# PROBLEM DETAILS
Please reproduce the listing in full, exactly as given.

_ _ _

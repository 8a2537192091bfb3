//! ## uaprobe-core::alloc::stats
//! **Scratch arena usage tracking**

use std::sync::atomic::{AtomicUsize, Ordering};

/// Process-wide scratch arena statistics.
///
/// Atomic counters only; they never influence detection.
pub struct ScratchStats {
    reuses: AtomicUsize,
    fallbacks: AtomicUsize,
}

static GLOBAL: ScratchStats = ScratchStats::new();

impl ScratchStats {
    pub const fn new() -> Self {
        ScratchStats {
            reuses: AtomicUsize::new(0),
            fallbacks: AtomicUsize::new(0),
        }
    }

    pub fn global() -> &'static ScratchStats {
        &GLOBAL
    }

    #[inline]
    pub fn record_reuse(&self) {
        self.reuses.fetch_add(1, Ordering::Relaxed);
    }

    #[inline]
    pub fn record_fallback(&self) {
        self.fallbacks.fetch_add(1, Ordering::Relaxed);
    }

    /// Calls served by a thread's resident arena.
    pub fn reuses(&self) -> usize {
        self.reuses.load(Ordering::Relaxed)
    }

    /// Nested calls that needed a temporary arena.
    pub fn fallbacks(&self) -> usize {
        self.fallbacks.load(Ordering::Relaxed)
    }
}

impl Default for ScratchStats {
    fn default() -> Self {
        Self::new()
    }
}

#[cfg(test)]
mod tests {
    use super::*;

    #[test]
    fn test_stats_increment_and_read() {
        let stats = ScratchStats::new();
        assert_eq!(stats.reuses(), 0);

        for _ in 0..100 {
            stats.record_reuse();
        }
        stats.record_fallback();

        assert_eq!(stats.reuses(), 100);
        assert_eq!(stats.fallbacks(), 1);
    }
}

_ _ _

# OUTPUT
repository 8a2537192091bfb3
//! ## uaprobe-core::alloc::stats
//! **Scratch arena usage tracking**

use std::sync::atomic::{AtomicUsize, Ordering};

/// Process-wide scratch arena statistics.
///
/// Atomic counters only; they never influence detection.
pub struct ScratchStats {
    reuses: AtomicUsize,
    fallbacks: AtomicUsize,
}

static GLOBAL: ScratchStats = ScratchStats::new();

impl ScratchStats {
    pub const fn new() -> Self {
        ScratchStats {
            reuses: AtomicUsize::new(0),
            fallbacks: AtomicUsize::new(0),
        }
    }

    pub fn global() -> &'static ScratchStats {
        &GLOBAL
    }

    #[inline]
    pub fn record_reuse(&self) {
        self.reuses.fetch_add(1, Ordering::Relaxed);
    }

    #[inline]
    pub fn record_fallback(&self) {
        self.fallbacks.fetch_add(1, Ordering::Relaxed);
    }

    /// Calls served by a thread's resident arena.
    pub fn reuses(&self) -> usize {
        self.reuses.load(Ordering::Relaxed)
    }

    /// Nested calls that needed a temporary arena.
    pub fn fallbacks(&self) -> usize {
        self.fallbacks.load(Ordering::Relaxed)
    }
}

impl Default for ScratchStats {
    fn default() -> Self {
        Self::new()
    }
}

#[cfg(test)]
mod tests {
    use super::*;

    #[test]
    fn test_stats_increment_and_read() {
        let stats = ScratchStats::new();
        assert_eq!(stats.reuses(), 0);

        for _ in 0..100 {
            stats.record_reuse();
        }
        stats.record_fallback();

        assert_eq!(stats.reuses(), 100);
        assert_eq!(stats.fallbacks(), 1);
    }
}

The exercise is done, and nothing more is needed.